### WHAT THE TASK ASKS
Even where a line looks wrong, copy it exactly and include every entry.

====== PROVIDED INFORMATION ======

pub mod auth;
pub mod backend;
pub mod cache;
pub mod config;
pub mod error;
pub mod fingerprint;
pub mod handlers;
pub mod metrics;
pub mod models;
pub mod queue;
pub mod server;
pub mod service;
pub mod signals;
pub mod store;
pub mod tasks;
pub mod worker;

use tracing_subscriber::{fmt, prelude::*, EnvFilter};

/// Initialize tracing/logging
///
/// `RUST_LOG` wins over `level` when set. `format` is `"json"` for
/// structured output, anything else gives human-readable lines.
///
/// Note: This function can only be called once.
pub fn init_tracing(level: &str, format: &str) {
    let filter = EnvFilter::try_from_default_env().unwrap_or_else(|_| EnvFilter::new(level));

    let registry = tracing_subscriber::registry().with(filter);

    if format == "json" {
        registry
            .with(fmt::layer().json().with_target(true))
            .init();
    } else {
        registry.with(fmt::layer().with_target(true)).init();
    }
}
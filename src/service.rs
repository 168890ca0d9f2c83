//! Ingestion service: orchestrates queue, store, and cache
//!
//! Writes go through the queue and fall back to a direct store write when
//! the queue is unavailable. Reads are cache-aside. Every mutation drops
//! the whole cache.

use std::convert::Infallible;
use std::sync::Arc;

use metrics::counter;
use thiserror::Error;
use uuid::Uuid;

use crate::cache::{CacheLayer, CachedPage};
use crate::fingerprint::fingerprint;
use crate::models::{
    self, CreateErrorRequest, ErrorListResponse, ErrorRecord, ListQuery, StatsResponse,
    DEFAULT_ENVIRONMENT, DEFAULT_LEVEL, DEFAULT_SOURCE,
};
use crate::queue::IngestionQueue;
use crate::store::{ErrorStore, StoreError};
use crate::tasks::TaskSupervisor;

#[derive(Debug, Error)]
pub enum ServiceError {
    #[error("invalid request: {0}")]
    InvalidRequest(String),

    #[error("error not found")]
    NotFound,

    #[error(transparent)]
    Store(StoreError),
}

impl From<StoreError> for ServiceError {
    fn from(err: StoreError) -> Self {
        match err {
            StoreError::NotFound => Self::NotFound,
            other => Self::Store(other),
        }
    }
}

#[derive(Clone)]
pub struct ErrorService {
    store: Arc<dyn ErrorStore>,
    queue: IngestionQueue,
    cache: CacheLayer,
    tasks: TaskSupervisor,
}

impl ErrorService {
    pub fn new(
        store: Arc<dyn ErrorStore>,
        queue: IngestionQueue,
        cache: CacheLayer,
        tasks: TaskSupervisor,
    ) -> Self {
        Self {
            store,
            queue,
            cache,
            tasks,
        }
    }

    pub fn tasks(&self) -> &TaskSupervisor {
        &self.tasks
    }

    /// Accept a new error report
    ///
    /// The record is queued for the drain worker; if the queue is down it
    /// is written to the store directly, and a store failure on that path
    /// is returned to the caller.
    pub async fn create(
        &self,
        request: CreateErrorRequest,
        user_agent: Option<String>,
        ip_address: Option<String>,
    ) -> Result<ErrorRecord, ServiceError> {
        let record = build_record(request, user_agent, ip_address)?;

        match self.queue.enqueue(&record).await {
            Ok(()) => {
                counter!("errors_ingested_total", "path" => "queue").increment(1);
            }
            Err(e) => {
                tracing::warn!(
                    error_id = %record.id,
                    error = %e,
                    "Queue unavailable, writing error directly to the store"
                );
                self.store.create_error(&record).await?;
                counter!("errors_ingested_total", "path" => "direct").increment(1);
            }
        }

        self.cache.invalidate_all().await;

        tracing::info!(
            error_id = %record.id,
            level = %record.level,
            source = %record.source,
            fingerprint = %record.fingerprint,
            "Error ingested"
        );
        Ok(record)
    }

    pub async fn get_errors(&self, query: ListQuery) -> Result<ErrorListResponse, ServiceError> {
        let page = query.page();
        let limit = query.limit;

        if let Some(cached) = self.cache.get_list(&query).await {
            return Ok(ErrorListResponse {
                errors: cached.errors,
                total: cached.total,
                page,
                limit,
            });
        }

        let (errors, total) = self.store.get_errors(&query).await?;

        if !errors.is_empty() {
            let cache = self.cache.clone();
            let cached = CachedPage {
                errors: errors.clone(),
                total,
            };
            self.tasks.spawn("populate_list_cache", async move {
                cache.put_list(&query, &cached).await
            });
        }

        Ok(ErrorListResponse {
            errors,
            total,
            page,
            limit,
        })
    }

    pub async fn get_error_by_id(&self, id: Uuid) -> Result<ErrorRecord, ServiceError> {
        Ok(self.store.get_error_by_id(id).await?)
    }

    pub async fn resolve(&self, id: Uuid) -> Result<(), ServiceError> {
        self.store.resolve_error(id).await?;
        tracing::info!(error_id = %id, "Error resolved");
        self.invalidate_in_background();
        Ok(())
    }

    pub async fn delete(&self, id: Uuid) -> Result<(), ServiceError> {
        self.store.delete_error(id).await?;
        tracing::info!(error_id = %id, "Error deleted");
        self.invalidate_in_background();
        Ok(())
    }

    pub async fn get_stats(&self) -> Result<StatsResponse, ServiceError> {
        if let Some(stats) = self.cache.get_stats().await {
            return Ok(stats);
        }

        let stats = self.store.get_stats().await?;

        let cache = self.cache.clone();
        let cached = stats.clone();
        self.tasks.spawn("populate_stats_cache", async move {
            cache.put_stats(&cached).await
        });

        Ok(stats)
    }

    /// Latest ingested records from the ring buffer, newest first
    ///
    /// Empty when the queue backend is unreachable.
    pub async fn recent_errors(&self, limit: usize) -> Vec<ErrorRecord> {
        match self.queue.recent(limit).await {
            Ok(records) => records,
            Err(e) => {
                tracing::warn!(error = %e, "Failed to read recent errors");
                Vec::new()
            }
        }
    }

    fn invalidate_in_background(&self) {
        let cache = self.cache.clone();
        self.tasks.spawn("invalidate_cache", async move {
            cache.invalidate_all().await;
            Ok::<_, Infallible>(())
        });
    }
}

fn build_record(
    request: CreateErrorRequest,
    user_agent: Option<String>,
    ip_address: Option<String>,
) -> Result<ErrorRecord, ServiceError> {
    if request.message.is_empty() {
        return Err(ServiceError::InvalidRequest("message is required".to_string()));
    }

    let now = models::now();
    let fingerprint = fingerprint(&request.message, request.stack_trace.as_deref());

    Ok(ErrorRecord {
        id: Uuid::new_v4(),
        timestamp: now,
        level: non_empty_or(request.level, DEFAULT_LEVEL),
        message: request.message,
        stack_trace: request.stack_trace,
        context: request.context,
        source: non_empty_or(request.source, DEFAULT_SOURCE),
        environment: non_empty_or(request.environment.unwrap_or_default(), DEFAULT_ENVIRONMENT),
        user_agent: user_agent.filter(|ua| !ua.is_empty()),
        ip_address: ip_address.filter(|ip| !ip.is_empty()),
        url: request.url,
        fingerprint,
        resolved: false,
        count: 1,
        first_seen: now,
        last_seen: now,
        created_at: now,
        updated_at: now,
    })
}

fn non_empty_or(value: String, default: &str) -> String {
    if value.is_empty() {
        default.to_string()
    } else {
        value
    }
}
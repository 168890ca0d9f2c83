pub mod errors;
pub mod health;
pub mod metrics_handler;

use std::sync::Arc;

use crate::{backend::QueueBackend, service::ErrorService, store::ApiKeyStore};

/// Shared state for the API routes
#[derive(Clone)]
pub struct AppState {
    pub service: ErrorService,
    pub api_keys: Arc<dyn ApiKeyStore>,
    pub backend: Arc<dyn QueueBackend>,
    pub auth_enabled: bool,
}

======

### SOLVED PROBLEM
pub mod auth;
pub mod backend;
pub mod cache;
pub mod config;
pub mod error;
pub mod fingerprint;
pub mod handlers;
pub mod metrics;
pub mod models;
pub mod queue;
pub mod server;
pub mod service;
pub mod signals;
pub mod store;
pub mod tasks;
pub mod worker;

use tracing_subscriber::{fmt, prelude::*, EnvFilter};

/// Initialize tracing/logging
///
/// `RUST_LOG` wins over `level` when set. `format` is `"json"` for
/// structured output, anything else gives human-readable lines.
///
/// Note: This function can only be called once.
pub fn init_tracing(level: &str, format: &str) {
    let filter = EnvFilter::try_from_default_env().unwrap_or_else(|_| EnvFilter::new(level));

    let registry = tracing_subscriber::registry().with(filter);

    if format == "json" {
        registry
            .with(fmt::layer().json().with_target(true))
            .init();
    } else {
        registry.with(fmt::layer().with_target(true)).init();
    }
}
filename src/service.rs
repository 168890ca0d9f2c83
//! Ingestion service: orchestrates queue, store, and cache
//!
//! Writes go through the queue and fall back to a direct store write when
//! the queue is unavailable. Reads are cache-aside. Every mutation drops
//! the whole cache.

use std::convert::Infallible;
use std::sync::Arc;

use metrics::counter;
use thiserror::Error;
use uuid::Uuid;

use crate::cache::{CacheLayer, CachedPage};
use crate::fingerprint::fingerprint;
use crate::models::{
    self, CreateErrorRequest, ErrorListResponse, ErrorRecord, ListQuery, StatsResponse,
    DEFAULT_ENVIRONMENT, DEFAULT_LEVEL, DEFAULT_SOURCE,
};
use crate::queue::IngestionQueue;
use crate::store::{ErrorStore, StoreError};
use crate::tasks::TaskSupervisor;

#[derive(Debug, Error)]
pub enum ServiceError {
    #[error("invalid request: {0}")]
    InvalidRequest(String),

    #[error("error not found")]
    NotFound,

    #[error(transparent)]
    Store(StoreError),
}

impl From<StoreError> for ServiceError {
    fn from(err: StoreError) -> Self {
        match err {
            StoreError::NotFound => Self::NotFound,
            other => Self::Store(other),
        }
    }
}

#[derive(Clone)]
pub struct ErrorService {
    store: Arc<dyn ErrorStore>,
    queue: IngestionQueue,
    cache: CacheLayer,
    tasks: TaskSupervisor,
}

impl ErrorService {
    pub fn new(
        store: Arc<dyn ErrorStore>,
        queue: IngestionQueue,
        cache: CacheLayer,
        tasks: TaskSupervisor,
    ) -> Self {
        Self {
            store,
            queue,
            cache,
            tasks,
        }
    }

    pub fn tasks(&self) -> &TaskSupervisor {
        &self.tasks
    }

    /// Accept a new error report
    ///
    /// The record is queued for the drain worker; if the queue is down it
    /// is written to the store directly, and a store failure on that path
    /// is returned to the caller.
    pub async fn create(
        &self,
        request: CreateErrorRequest,
        user_agent: Option<String>,
        ip_address: Option<String>,
    ) -> Result<ErrorRecord, ServiceError> {
        let record = build_record(request, user_agent, ip_address)?;

        match self.queue.enqueue(&record).await {
            Ok(()) => {
                counter!("errors_ingested_total", "path" => "queue").increment(1);
            }
            Err(e) => {
                tracing::warn!(
                    error_id = %record.id,
                    error = %e,
                    "Queue unavailable, writing error directly to the store"
                );
                self.store.create_error(&record).await?;
                counter!("errors_ingested_total", "path" => "direct").increment(1);
            }
        }

        self.cache.invalidate_all().await;

        tracing::info!(
            error_id = %record.id,
            level = %record.level,
            source = %record.source,
            fingerprint = %record.fingerprint,
            "Error ingested"
        );
        Ok(record)
    }

    pub async fn get_errors(&self, query: ListQuery) -> Result<ErrorListResponse, ServiceError> {
        let page = query.page();
        let limit = query.limit;

        if let Some(cached) = self.cache.get_list(&query).await {
            return Ok(ErrorListResponse {
                errors: cached.errors,
                total: cached.total,
                page,
                limit,
            });
        }

        let (errors, total) = self.store.get_errors(&query).await?;

        if !errors.is_empty() {
            let cache = self.cache.clone();
            let cached = CachedPage {
                errors: errors.clone(),
                total,
            };
            self.tasks.spawn("populate_list_cache", async move {
                cache.put_list(&query, &cached).await
            });
        }

        Ok(ErrorListResponse {
            errors,
            total,
            page,
            limit,
        })
    }

    pub async fn get_error_by_id(&self, id: Uuid) -> Result<ErrorRecord, ServiceError> {
        Ok(self.store.get_error_by_id(id).await?)
    }

    pub async fn resolve(&self, id: Uuid) -> Result<(), ServiceError> {
        self.store.resolve_error(id).await?;
        tracing::info!(error_id = %id, "Error resolved");
        self.invalidate_in_background();
        Ok(())
    }

    pub async fn delete(&self, id: Uuid) -> Result<(), ServiceError> {
        self.store.delete_error(id).await?;
        tracing::info!(error_id = %id, "Error deleted");
        self.invalidate_in_background();
        Ok(())
    }

    pub async fn get_stats(&self) -> Result<StatsResponse, ServiceError> {
        if let Some(stats) = self.cache.get_stats().await {
            return Ok(stats);
        }

        let stats = self.store.get_stats().await?;

        let cache = self.cache.clone();
        let cached = stats.clone();
        self.tasks.spawn("populate_stats_cache", async move {
            cache.put_stats(&cached).await
        });

        Ok(stats)
    }

    /// Latest ingested records from the ring buffer, newest first
    ///
    /// Empty when the queue backend is unreachable.
    pub async fn recent_errors(&self, limit: usize) -> Vec<ErrorRecord> {
        match self.queue.recent(limit).await {
            Ok(records) => records,
            Err(e) => {
                tracing::warn!(error = %e, "Failed to read recent errors");
                Vec::new()
            }
        }
    }

    fn invalidate_in_background(&self) {
        let cache = self.cache.clone();
        self.tasks.spawn("invalidate_cache", async move {
            cache.invalidate_all().await;
            Ok::<_, Infallible>(())
        });
    }
}

fn build_record(
    request: CreateErrorRequest,
    user_agent: Option<String>,
    ip_address: Option<String>,
) -> Result<ErrorRecord, ServiceError> {
    if request.message.is_empty() {
        return Err(ServiceError::InvalidRequest("message is required".to_string()));
    }

    let now = models::now();
    let fingerprint = fingerprint(&request.message, request.stack_trace.as_deref());

    Ok(ErrorRecord {
        id: Uuid::new_v4(),
        timestamp: now,
        level: non_empty_or(request.level, DEFAULT_LEVEL),
        message: request.message,
        stack_trace: request.stack_trace,
        context: request.context,
        source: non_empty_or(request.source, DEFAULT_SOURCE),
        environment: non_empty_or(request.environment.unwrap_or_default(), DEFAULT_ENVIRONMENT),
        user_agent: user_agent.filter(|ua| !ua.is_empty()),
        ip_address: ip_address.filter(|ip| !ip.is_empty()),
        url: request.url,
        fingerprint,
        resolved: false,
        count: 1,
        first_seen: now,
        last_seen: now,
        created_at: now,
        updated_at: now,
    })
}

fn non_empty_or(value: String, default: &str) -> String {
    if value.is_empty() {
        default.to_string()
    } else {
        value
    }
}
repository 168890ca0d9f2c83
pub mod errors;
pub mod health;
pub mod metrics_handler;

use std::sync::Arc;

use crate::{backend::QueueBackend, service::ErrorService, store::ApiKeyStore};

/// Shared state for the API routes
#[derive(Clone)]
pub struct AppState {
    pub service: ErrorService,
    pub api_keys: Arc<dyn ApiKeyStore>,
    pub backend: Arc<dyn QueueBackend>,
    pub auth_enabled: bool,
}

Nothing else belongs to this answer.